> [YOUR ASSIGNMENT]: Copy out all the lines in the records that include the word "UserChallenge".

____ THE DATA

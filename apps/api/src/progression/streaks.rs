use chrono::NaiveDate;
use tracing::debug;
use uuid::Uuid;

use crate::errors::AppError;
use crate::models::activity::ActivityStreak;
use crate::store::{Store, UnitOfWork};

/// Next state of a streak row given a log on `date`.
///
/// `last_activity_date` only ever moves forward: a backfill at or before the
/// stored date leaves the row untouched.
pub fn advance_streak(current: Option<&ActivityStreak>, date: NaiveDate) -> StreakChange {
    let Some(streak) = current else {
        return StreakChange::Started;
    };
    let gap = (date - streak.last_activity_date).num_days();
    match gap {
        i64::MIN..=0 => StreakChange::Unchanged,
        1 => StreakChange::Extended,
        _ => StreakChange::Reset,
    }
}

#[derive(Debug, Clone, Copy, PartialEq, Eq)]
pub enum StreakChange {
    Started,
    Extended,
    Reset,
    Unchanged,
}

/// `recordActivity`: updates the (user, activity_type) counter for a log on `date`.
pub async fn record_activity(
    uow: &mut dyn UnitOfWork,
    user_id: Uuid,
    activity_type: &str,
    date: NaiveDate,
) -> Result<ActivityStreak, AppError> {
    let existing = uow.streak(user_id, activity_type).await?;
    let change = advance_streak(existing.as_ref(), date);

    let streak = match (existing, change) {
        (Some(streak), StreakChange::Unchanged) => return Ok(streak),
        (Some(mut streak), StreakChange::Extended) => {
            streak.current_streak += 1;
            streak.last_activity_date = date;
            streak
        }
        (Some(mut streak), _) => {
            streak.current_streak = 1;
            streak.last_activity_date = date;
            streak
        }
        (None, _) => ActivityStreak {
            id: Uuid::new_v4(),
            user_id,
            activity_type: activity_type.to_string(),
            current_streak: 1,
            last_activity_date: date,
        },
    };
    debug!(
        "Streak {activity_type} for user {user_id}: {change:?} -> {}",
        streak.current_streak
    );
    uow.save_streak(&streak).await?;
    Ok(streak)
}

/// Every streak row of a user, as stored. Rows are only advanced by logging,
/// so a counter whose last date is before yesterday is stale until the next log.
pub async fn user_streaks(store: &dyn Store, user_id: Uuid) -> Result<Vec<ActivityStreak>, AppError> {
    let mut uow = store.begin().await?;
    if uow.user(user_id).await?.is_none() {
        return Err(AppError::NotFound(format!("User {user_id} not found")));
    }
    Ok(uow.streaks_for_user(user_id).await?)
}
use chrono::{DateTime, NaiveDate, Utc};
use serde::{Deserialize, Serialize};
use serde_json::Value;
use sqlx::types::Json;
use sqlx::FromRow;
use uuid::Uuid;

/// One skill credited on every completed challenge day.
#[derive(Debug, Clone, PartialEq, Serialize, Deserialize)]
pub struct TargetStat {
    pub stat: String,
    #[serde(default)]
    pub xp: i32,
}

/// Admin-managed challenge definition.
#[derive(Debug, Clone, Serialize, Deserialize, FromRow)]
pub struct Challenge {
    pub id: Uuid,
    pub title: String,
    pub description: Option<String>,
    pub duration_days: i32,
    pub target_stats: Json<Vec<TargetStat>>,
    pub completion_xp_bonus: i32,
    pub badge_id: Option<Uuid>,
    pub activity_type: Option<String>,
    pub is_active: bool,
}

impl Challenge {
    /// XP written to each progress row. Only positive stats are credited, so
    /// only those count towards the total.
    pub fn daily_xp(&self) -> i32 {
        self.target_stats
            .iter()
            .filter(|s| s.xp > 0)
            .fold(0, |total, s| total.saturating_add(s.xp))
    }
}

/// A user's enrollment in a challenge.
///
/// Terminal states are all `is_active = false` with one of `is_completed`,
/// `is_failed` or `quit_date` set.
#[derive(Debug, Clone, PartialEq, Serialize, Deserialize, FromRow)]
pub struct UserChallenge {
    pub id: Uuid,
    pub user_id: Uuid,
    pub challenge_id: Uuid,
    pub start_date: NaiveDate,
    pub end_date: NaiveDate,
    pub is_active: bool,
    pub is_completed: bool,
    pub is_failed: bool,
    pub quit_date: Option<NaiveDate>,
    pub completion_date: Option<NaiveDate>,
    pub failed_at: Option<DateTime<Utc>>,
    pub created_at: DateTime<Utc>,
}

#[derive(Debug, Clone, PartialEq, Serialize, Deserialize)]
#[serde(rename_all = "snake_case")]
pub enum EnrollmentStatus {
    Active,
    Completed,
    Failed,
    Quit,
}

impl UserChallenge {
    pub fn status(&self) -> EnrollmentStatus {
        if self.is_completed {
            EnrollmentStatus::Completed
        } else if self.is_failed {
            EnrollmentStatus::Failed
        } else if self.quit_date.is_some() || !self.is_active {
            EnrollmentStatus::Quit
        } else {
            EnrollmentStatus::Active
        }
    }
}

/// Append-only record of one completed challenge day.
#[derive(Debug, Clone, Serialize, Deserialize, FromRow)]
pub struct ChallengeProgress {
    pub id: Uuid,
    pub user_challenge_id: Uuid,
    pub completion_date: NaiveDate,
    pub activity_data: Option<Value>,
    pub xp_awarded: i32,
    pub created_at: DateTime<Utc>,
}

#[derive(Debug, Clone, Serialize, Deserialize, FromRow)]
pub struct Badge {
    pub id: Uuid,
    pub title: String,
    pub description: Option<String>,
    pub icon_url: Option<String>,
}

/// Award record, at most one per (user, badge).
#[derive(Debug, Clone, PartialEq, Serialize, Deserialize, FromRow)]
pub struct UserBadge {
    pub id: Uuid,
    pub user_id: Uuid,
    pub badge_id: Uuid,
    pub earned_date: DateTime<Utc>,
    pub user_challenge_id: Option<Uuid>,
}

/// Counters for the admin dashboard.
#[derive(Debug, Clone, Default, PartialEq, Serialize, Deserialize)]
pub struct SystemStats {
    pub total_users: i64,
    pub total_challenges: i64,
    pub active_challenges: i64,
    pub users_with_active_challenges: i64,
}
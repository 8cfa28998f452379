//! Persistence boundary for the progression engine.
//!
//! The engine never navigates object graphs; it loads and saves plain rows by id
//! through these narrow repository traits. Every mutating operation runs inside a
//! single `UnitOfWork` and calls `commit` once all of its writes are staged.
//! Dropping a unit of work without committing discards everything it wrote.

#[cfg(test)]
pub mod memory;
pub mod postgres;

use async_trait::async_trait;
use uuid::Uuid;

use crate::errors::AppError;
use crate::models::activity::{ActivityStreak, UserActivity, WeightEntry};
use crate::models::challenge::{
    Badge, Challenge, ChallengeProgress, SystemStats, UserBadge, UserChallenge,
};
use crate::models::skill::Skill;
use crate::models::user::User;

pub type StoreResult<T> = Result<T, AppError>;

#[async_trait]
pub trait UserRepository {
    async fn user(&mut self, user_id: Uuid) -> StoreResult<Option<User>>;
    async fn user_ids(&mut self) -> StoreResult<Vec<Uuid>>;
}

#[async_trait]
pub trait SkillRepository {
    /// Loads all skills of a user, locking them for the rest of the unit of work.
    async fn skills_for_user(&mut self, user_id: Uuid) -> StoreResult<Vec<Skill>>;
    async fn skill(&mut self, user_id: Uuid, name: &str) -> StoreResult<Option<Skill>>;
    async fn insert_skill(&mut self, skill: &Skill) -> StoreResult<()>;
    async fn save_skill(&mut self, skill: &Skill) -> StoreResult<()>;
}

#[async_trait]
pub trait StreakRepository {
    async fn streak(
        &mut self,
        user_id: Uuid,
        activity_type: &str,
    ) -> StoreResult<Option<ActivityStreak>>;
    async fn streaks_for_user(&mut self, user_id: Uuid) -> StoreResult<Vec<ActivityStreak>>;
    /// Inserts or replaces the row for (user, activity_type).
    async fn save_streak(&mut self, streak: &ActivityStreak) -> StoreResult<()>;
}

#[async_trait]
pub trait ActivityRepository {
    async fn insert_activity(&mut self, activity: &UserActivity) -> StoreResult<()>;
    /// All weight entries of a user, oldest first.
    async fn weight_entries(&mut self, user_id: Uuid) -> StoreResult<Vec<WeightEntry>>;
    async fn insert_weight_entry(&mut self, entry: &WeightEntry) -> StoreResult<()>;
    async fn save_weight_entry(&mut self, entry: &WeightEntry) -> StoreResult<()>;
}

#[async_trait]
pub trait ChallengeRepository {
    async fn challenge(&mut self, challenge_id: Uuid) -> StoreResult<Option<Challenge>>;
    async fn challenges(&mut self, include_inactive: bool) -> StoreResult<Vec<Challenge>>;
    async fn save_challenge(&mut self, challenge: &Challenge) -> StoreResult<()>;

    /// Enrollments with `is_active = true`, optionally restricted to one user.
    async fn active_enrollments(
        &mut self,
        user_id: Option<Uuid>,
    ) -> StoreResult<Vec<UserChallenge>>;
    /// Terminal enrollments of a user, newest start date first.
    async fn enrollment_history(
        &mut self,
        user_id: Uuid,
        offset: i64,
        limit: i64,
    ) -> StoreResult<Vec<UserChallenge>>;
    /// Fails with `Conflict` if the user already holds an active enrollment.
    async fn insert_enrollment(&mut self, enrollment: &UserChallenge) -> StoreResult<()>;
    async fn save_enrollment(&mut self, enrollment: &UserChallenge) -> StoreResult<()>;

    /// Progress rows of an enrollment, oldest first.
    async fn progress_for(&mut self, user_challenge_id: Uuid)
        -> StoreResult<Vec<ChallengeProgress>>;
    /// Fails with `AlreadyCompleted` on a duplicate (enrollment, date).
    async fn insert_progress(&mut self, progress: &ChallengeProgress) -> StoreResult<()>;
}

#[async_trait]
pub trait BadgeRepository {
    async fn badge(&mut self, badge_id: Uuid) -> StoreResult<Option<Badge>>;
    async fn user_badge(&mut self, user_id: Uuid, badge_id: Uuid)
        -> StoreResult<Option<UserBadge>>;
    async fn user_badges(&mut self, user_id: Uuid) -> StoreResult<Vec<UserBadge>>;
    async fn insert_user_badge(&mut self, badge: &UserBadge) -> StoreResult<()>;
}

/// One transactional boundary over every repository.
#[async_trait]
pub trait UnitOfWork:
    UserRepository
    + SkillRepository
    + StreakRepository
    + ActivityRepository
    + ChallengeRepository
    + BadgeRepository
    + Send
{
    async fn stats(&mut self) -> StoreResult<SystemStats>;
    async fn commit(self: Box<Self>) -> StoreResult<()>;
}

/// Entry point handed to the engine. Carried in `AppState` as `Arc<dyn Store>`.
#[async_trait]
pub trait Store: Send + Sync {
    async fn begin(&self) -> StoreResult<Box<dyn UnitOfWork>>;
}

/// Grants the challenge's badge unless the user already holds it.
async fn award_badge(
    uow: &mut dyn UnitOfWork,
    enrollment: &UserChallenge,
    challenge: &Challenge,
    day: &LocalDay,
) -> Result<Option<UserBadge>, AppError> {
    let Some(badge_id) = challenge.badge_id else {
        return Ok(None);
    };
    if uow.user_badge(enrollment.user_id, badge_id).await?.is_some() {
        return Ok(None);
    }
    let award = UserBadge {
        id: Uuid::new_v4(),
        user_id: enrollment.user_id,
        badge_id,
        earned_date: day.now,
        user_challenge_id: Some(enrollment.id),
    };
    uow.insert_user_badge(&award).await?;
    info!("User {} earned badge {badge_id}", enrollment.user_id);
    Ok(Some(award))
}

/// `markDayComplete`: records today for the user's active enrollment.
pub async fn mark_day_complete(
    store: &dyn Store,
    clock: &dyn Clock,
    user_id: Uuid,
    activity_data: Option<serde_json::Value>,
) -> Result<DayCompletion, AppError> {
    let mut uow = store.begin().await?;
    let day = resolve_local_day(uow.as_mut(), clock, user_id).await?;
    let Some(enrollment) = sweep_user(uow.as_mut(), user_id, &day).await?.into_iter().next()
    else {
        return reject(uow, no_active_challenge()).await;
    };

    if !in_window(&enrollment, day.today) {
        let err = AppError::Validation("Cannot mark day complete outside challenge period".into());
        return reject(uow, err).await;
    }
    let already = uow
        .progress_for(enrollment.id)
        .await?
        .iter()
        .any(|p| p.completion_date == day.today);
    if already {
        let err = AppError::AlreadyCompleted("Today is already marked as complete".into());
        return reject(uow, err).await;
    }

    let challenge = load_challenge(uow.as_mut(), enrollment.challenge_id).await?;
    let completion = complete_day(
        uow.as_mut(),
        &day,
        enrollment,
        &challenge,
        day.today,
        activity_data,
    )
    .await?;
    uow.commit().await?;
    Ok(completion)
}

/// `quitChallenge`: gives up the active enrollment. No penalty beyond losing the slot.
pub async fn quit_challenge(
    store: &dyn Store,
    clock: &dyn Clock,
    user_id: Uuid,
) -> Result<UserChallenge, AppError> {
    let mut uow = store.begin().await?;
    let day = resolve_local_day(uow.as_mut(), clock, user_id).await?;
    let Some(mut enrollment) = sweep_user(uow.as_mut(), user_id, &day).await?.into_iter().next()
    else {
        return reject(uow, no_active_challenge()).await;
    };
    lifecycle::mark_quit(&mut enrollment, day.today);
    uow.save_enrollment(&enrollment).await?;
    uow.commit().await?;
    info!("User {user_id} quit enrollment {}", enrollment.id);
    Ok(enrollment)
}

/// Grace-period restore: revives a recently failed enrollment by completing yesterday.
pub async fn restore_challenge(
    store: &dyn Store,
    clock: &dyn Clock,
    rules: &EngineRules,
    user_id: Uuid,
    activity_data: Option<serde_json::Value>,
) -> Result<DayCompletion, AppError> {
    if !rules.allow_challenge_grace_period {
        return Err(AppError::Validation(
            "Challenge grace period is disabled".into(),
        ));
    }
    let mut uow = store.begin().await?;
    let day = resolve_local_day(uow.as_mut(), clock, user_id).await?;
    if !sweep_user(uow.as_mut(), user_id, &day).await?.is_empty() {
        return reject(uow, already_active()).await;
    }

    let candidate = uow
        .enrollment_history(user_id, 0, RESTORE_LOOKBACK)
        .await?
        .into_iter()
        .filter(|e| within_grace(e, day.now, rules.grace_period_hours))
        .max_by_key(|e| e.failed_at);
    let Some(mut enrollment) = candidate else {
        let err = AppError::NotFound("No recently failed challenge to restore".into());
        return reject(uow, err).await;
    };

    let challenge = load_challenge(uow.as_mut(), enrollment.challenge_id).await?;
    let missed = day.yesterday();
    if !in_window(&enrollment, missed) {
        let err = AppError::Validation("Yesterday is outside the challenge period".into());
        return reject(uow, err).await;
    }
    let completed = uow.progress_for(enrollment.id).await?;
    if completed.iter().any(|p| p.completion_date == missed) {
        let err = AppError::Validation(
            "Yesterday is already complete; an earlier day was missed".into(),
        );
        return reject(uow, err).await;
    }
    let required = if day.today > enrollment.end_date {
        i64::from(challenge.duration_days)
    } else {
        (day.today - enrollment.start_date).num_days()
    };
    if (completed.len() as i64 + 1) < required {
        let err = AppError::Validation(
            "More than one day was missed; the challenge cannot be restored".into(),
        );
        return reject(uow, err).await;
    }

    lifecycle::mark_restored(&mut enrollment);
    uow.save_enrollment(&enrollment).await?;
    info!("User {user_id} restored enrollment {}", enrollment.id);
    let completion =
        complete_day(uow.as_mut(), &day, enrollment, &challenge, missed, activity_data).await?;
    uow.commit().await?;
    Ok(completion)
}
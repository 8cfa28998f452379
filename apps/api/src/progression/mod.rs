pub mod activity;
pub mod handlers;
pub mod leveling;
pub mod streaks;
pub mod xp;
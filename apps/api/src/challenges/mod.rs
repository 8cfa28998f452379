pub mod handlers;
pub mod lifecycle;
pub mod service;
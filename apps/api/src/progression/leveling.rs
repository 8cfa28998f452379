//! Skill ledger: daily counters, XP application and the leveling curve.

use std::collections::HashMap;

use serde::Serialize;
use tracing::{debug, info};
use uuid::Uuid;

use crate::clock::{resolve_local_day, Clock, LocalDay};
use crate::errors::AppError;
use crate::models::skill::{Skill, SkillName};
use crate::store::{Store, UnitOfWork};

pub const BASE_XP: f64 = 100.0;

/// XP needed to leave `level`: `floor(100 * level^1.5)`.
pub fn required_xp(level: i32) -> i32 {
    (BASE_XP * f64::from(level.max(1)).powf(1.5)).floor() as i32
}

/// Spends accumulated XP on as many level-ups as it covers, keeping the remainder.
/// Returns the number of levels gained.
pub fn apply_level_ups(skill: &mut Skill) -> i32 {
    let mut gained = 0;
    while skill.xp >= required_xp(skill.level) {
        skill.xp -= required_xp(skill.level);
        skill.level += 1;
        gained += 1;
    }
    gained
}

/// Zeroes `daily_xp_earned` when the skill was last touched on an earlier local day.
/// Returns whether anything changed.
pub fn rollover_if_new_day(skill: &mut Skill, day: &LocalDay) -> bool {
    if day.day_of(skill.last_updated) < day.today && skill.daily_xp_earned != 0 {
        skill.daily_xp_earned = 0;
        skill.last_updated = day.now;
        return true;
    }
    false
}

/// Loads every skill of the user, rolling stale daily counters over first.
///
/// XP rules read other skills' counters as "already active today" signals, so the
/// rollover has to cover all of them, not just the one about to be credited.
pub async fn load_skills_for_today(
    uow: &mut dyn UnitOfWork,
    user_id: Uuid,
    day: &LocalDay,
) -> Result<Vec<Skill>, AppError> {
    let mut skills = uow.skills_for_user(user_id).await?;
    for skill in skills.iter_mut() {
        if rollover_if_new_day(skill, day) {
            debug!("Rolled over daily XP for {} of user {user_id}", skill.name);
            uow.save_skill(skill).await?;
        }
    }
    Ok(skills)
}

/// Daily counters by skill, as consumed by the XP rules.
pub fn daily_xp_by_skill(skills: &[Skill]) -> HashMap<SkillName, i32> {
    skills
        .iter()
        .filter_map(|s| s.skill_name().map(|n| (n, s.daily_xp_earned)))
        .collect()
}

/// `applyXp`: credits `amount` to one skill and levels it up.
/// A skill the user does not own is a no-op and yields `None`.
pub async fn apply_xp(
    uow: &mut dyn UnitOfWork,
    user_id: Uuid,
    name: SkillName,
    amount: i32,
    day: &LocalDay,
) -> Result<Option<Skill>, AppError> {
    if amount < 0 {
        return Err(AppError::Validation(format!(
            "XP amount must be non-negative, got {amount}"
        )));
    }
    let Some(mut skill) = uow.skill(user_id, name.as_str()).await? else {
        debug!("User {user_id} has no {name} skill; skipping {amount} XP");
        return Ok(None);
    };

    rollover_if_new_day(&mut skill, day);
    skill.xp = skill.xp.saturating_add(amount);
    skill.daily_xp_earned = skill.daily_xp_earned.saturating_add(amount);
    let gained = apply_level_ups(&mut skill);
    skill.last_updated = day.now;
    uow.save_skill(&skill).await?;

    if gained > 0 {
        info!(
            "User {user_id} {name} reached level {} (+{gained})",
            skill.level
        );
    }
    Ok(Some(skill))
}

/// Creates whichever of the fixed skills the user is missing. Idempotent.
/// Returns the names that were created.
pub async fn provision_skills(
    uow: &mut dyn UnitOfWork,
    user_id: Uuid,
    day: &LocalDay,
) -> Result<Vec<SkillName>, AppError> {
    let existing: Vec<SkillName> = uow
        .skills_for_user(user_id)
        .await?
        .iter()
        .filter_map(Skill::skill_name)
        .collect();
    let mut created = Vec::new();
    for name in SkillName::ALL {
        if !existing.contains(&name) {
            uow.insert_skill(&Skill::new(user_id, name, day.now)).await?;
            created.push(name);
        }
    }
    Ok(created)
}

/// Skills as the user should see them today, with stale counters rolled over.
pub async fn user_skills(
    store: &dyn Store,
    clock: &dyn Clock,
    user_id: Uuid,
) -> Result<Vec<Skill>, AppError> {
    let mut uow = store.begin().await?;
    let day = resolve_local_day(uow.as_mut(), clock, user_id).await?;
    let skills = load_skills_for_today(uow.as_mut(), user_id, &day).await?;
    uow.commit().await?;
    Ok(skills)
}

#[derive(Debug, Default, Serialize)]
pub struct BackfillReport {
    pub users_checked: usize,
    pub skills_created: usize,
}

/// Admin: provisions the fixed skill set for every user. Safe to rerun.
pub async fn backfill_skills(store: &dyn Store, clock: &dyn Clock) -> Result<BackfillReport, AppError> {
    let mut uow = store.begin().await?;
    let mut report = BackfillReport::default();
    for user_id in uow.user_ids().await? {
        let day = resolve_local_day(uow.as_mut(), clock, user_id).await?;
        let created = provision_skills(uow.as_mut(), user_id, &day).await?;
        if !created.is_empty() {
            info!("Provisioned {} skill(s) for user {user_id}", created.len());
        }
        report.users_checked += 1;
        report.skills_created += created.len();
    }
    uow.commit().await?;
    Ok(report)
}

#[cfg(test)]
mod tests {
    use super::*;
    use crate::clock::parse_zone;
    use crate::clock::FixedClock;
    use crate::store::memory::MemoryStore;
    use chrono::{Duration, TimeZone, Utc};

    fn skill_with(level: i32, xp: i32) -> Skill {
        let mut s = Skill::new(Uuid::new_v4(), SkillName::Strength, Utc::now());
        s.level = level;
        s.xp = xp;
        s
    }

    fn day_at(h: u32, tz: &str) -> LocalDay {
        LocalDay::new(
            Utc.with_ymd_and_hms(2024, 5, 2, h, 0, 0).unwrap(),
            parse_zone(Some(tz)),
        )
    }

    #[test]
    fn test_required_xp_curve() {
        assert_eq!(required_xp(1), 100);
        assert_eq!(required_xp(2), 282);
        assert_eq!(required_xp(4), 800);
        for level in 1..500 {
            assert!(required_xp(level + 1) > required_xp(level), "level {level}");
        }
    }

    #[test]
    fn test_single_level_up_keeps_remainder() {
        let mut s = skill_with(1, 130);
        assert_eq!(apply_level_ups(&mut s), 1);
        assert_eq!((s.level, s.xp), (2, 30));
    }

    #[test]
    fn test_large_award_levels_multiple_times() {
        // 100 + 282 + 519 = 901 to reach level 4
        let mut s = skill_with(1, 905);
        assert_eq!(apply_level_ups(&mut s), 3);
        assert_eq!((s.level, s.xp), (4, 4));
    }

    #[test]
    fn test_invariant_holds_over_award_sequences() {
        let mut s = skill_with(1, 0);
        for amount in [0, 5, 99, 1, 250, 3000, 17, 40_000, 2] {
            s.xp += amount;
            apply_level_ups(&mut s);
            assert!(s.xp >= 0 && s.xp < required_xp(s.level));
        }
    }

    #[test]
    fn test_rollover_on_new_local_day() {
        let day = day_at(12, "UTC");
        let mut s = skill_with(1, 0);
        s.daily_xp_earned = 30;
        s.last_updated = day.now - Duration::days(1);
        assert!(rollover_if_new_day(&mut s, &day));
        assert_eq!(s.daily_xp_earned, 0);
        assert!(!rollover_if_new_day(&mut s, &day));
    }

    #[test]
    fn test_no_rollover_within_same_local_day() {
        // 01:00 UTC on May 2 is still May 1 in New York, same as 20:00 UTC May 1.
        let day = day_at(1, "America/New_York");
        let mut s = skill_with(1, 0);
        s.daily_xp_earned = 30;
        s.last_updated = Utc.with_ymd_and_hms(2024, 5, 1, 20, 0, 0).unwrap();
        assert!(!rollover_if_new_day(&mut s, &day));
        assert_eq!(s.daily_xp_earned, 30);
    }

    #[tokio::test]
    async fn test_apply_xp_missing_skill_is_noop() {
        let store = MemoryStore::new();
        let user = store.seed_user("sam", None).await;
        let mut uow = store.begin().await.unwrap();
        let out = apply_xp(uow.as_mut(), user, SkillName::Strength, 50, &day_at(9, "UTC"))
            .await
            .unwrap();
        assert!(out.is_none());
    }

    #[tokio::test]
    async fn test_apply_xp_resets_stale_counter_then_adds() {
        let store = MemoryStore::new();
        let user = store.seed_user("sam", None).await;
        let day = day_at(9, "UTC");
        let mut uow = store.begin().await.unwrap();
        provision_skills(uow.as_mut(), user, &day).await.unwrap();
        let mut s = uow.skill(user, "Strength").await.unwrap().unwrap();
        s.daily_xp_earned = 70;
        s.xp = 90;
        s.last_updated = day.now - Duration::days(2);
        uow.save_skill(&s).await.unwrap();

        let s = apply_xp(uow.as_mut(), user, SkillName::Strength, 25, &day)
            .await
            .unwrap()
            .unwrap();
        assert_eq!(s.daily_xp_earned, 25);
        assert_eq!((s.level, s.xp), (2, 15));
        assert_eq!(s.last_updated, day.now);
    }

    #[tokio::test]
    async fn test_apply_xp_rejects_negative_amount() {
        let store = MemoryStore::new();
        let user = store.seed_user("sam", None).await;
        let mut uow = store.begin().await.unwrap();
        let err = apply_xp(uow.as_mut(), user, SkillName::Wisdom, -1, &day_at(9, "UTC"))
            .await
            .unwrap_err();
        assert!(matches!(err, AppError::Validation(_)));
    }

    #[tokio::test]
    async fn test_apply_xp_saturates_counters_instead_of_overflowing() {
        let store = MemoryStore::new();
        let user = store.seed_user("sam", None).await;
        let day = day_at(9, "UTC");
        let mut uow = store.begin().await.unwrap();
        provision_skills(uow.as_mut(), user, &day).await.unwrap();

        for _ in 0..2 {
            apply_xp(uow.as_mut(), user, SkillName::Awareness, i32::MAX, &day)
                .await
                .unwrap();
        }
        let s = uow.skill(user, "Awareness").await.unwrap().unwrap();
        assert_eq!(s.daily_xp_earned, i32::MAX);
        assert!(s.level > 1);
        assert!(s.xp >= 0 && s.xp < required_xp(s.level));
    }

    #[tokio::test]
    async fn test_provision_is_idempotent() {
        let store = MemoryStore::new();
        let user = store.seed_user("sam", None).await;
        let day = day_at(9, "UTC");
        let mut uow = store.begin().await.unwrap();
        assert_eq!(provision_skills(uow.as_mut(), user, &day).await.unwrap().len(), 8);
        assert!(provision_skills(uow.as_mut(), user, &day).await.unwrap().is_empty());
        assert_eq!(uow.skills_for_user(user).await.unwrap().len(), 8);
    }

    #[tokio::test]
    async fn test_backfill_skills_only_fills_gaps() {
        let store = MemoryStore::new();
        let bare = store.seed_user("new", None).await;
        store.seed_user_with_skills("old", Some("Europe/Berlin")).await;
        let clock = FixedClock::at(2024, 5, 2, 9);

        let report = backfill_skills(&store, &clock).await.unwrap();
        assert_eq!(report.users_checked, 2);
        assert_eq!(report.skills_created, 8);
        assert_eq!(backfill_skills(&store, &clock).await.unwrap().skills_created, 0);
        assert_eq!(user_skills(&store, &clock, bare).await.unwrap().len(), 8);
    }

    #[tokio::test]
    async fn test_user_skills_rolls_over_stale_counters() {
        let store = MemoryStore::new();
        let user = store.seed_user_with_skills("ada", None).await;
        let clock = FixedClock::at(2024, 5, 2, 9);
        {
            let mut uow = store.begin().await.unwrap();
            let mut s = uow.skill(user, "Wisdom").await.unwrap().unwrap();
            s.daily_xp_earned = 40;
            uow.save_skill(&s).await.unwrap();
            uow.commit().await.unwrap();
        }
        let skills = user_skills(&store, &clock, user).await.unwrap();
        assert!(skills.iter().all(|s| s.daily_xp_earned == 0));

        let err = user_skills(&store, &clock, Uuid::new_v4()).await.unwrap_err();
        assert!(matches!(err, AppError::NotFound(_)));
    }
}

________

> [WRITTEN REPLY]:
pub struct UserChallenge {
impl UserChallenge {
    Badge, Challenge, ChallengeProgress, SystemStats, UserBadge, UserChallenge,
    ) -> StoreResult<Vec<UserChallenge>>;
    ) -> StoreResult<Vec<UserChallenge>>;
    async fn insert_enrollment(&mut self, enrollment: &UserChallenge) -> StoreResult<()>;
    async fn save_enrollment(&mut self, enrollment: &UserChallenge) -> StoreResult<()>;
    enrollment: &UserChallenge,
) -> Result<UserChallenge, AppError> {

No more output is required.